══ Input data ══
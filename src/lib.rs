//! Buffer and stream adapters for frame-based block compression codecs.
//!
//! A frame codec consumes an input byte range and produces a self-delimiting
//! compressed frame, or the reverse. This crate supplies the choreography
//! around such an engine: translating blocking `read`/`write` stream
//! semantics into the codec's fixed-buffer, whole-frame calls, honoring
//! position/limit cursors on caller-supplied buffers, continuing across
//! concatenated frames, and surfacing recoverable capacity errors.
//!
//! The default engine is Zstandard via the [`zstd`] crate; anything
//! implementing the traits in [`codec`] can replace it.
//!
//! - One-shot calls over materialized buffers: [`compress`], [`decompress`]
//!   and their vector forms.
//! - Stream adapters: [`FrameWriter`] (implements [`std::io::Write`]) and
//!   [`FrameReader`] (implements [`std::io::Read`], with an opt-in
//!   continuous mode that crosses frame boundaries).
//! - Buffer adapters for large or memory-mapped inputs:
//!   [`RegionDecompressor`] and [`RegionCompressor`].
//!
//! ```
//! use std::io::{Read, Write};
//!
//! fn main() -> framio::Result<()> {
//!     let mut writer = framio::FrameWriter::new(Vec::new(), 3)?;
//!     writer.write_all(b"frames all the way down")?;
//!     writer.finish()?;
//!     let compressed = writer.into_inner();
//!
//!     let mut plain = Vec::new();
//!     framio::FrameReader::new(&compressed[..]).read_to_end(&mut plain)?;
//!     assert_eq!(plain, b"frames all the way down");
//!     Ok(())
//! }
//! ```
//!
//! Adapters are single-threaded per instance: each owns one streaming
//! context and must be driven by one logical caller at a time. The one-shot
//! functions are stateless and freely concurrent with independent buffers.

#![deny(unsafe_code)]

mod buffer;
pub mod codec;
mod error;
mod lifecycle;
mod oneshot;
mod reader;
mod region;
mod writer;

pub use buffer::{RegionCompressor, RegionDecompressor};
pub use error::{Error, Result};
pub use oneshot::{
    compress, compress_to_vec, compress_with, decompress, decompress_to_vec, decompress_with,
    decompressed_size, max_compressed_len,
};
pub use reader::FrameReader;
pub use region::{ReadRegion, WriteRegion};
pub use writer::FrameWriter;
═══
> **What this task involves**:
Print the material in full. Keep it exactly as it is.

> **Written solution**:
filename src/lib.rs
//! Buffer and stream adapters for frame-based block compression codecs.
//!
//! A frame codec consumes an input byte range and produces a self-delimiting
//! compressed frame, or the reverse. This crate supplies the choreography
//! around such an engine: translating blocking `read`/`write` stream
//! semantics into the codec's fixed-buffer, whole-frame calls, honoring
//! position/limit cursors on caller-supplied buffers, continuing across
//! concatenated frames, and surfacing recoverable capacity errors.
//!
//! The default engine is Zstandard via the [`zstd`] crate; anything
//! implementing the traits in [`codec`] can replace it.
//!
//! - One-shot calls over materialized buffers: [`compress`], [`decompress`]
//!   and their vector forms.
//! - Stream adapters: [`FrameWriter`] (implements [`std::io::Write`]) and
//!   [`FrameReader`] (implements [`std::io::Read`], with an opt-in
//!   continuous mode that crosses frame boundaries).
//! - Buffer adapters for large or memory-mapped inputs:
//!   [`RegionDecompressor`] and [`RegionCompressor`].
//!
//! ```
//! use std::io::{Read, Write};
//!
//! fn main() -> framio::Result<()> {
//!     let mut writer = framio::FrameWriter::new(Vec::new(), 3)?;
//!     writer.write_all(b"frames all the way down")?;
//!     writer.finish()?;
//!     let compressed = writer.into_inner();
//!
//!     let mut plain = Vec::new();
//!     framio::FrameReader::new(&compressed[..]).read_to_end(&mut plain)?;
//!     assert_eq!(plain, b"frames all the way down");
//!     Ok(())
//! }
//! ```
//!
//! Adapters are single-threaded per instance: each owns one streaming
//! context and must be driven by one logical caller at a time. The one-shot
//! functions are stateless and freely concurrent with independent buffers.

#![deny(unsafe_code)]

mod buffer;
pub mod codec;
mod error;
mod lifecycle;
mod oneshot;
mod reader;
mod region;
mod writer;

pub use buffer::{RegionCompressor, RegionDecompressor};
pub use error::{Error, Result};
pub use oneshot::{
    compress, compress_to_vec, compress_with, decompress, decompress_to_vec, decompress_with,
    decompressed_size, max_compressed_len,
};
pub use reader::FrameReader;
pub use region::{ReadRegion, WriteRegion};
pub use writer::FrameWriter;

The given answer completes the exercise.